Superdinho80 ha scritto:


> mata è troppo alto per me, di chiellini non ne parliamo che è meglio, non dovrebbe superare il 75-76



Infatti Mata lo abbasseranno di 1-2 punti rispetto all'87 dell'anno scorso. Chiellini alla fine 82-83 può andare.


----------



## Fabiuzzo90 (4 Settembre 2014)

Chissà chi saranno primo e secondo...i dubbi mi assalgono


----------



## PippoInzaghi92 (5 Settembre 2014)

Si ma il numero singolo non vale nulla.

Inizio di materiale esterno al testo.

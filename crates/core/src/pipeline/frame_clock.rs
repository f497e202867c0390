use std::time::Instant;

use crossbeam_channel::Receiver;

/// Live subscription to a frame clock; one message per display tick.
///
/// Dropping it unsubscribes.
pub struct ClockSubscription {
    ticks: Receiver<Instant>,
}

impl ClockSubscription {
    pub fn new(ticks: Receiver<Instant>) -> Self {
        Self { ticks }
    }

    pub fn ticks(&self) -> &Receiver<Instant> {
        &self.ticks
    }
}

/// Source of display-refresh ticks that drives the compositor.
pub trait FrameClock {
    fn subscribe(&mut self) -> ClockSubscription;
}
use ort::execution_providers::ExecutionProviderDispatch;

/// Hardware acceleration to request for detector sessions on this platform.
///
/// ONNX Runtime silently falls back to the CPU provider when the requested
/// one cannot be registered, so an empty list simply means CPU.
pub fn platform_execution_providers() -> Vec<ExecutionProviderDispatch> {
    #[cfg(target_os = "macos")]
    {
        vec![ort::execution_providers::CoreMLExecutionProvider::default().build()]
    }
    #[cfg(target_os = "windows")]
    {
        vec![ort::execution_providers::DirectMLExecutionProvider::default().build()]
    }
    #[cfg(not(any(target_os = "macos", target_os = "windows")))]
    {
        Vec::new()
    }
}

/// Name of the provider [`platform_execution_providers`] asks for.
pub fn platform_provider_name() -> &'static str {
    if cfg!(target_os = "macos") {
        "CoreML"
    } else if cfg!(target_os = "windows") {
        "DirectML"
    } else {
        "CPU"
    }
}

#[cfg(test)]
mod tests {
    use super::*;

    #[test]
    fn test_provider_list_matches_name() {
        let providers = platform_execution_providers();
        if platform_provider_name() == "CPU" {
            assert!(providers.is_empty());
        } else {
            assert_eq!(providers.len(), 1);
        }
    }
}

Pirlo ad esempio ha velocità bassissima, mi sembra 49.


----------



## Fabriman94 (5 Settembre 2014)

juventino ha scritto:


> Da notare Busquets, con 85, più forte di Fabregas, Xabi Alonso e Pirlo con 84.

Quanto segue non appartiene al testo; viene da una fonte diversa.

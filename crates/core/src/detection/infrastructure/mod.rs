pub mod execution_provider;
pub mod model_resolver;
pub mod onnx_blazeface_source;
pub mod threaded_detection_executor;
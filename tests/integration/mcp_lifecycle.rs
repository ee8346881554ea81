//! Add, verify and remove an MCP server against a scripted Claude CLI.
#![cfg(unix)]

use predicates::prelude::*;

use crate::common::TestEnv;

const LISTING: &str = "server-y: https://api.example.com/sse (SSE) - ✓ Connected";

#[test]
fn test_remote_server_lifecycle() {
    let env = TestEnv::new();
    env.write_offline_project_config();
    env.install_fake_claude(LISTING);

    env.bwc()
        .args([
            "add",
            "--mcp",
            "server-y",
            "--scope",
            "project",
            "--transport",
            "sse",
            "--url",
            "https://api.example.com/sse",
        ])
        .assert()
        .success()
        .stdout(predicate::str::contains("Installed MCP server 'server-y'"))
        .stdout(predicate::str::contains("Added to .mcp.json"));

    let config = env.read_json(&env.project_config());
    let entry = &config["installed"]["mcpServers"]["server-y"];
    assert_eq!(entry["provider"], "claude");
    assert_eq!(entry["transport"], "sse");
    assert_eq!(entry["scope"], "project");

    let mcp_json = env.read_json(&env.project.join(".mcp.json"));
    assert_eq!(mcp_json["mcpServers"]["server-y"]["type"], "sse");
    assert_eq!(mcp_json["mcpServers"]["server-y"]["url"], "https://api.example.com/sse");

    let output = env.bwc().args(["list", "--mcps", "--verify", "--format", "json"]).output().unwrap();
    assert!(output.status.success());
    let listing: serde_json::Value = serde_json::from_slice(&output.stdout).unwrap();
    assert_eq!(listing["verification"][0]["name"], "server-y");
    assert_eq!(listing["verification"][0]["actuallyInstalled"], true);
    assert_eq!(listing["verification"][0]["connectionStatus"], "connected");

    env.bwc().args(["remove", "--mcp", "server-y", "--scope", "project", "--yes"]).assert().success();

    let config = env.read_json(&env.project_config());
    assert!(config["installed"]["mcpServers"].get("server-y").is_none());
    let mcp_json = env.read_json(&env.project.join(".mcp.json"));
    assert!(mcp_json["mcpServers"].get("server-y").is_none());

    let calls = env.claude_calls();
    assert!(calls.contains(&"mcp add --scope project --transport sse server-y https://api.example.com/sse".to_string()));
    assert!(calls.contains(&"mcp remove --scope project server-y".to_string()));
}

#[test]
fn test_verification_reports_missing_server() {
    let env = TestEnv::new();
    env.install_fake_claude("other: npx other - ✓ Connected");
    env.write_global_config(
        r#"{
  "version": "1.0",
  "registry": "http://127.0.0.1:1/registry.json",
  "paths": { "subagents": "~/.claude/agents", "commands": "~/.claude/commands" },
  "installed": { "subagents": [], "commands": [], "mcpServers": {
    "fetch": { "provider": "claude", "transport": "stdio", "scope": "user", "command": "npx", "args": ["-y", "fetch"], "installedAt": "2025-01-01T00:00:00Z" }
  } }
}"#,
    );

    env.bwc()
        .args(["list", "--verify"])
        .assert()
        .success()
        .stdout(predicate::str::contains("fetch"))
        .stdout(predicate::str::contains("bwc add --mcp fetch"));

    assert_eq!(env.claude_calls(), vec!["mcp list".to_string()]);
}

Un ottima ragione per non comprarlo neanche quest'anno.


----------



## admin (5 Settembre 2014)

Admin ha scritto:


> Manca poco all'uscita di Fifa. Il nuovo videogioco targato EA Sport, uscirà in Europa a partire dal prossimo 25 Settembre 2014.
> 
> La stessa azienda videoludica, però, ha già iniziato a svelare i calciatori più forti, o meglio quelli con i valori più alti, di Fifa 15 Ultima Team. Ne saranno svelati 10 al giorno fino ad arrivare, il 7 Settembre, alle prime 10 posizioni.
> 
> ...




Aggiornato


----------



## Superdinho80 (5 Settembre 2014)

PippoInzaghi92 ha scritto:


> Si ma il numero singolo non vale nulla. Pirlo ad esempio ha velocità bassissima, mi sembra 49.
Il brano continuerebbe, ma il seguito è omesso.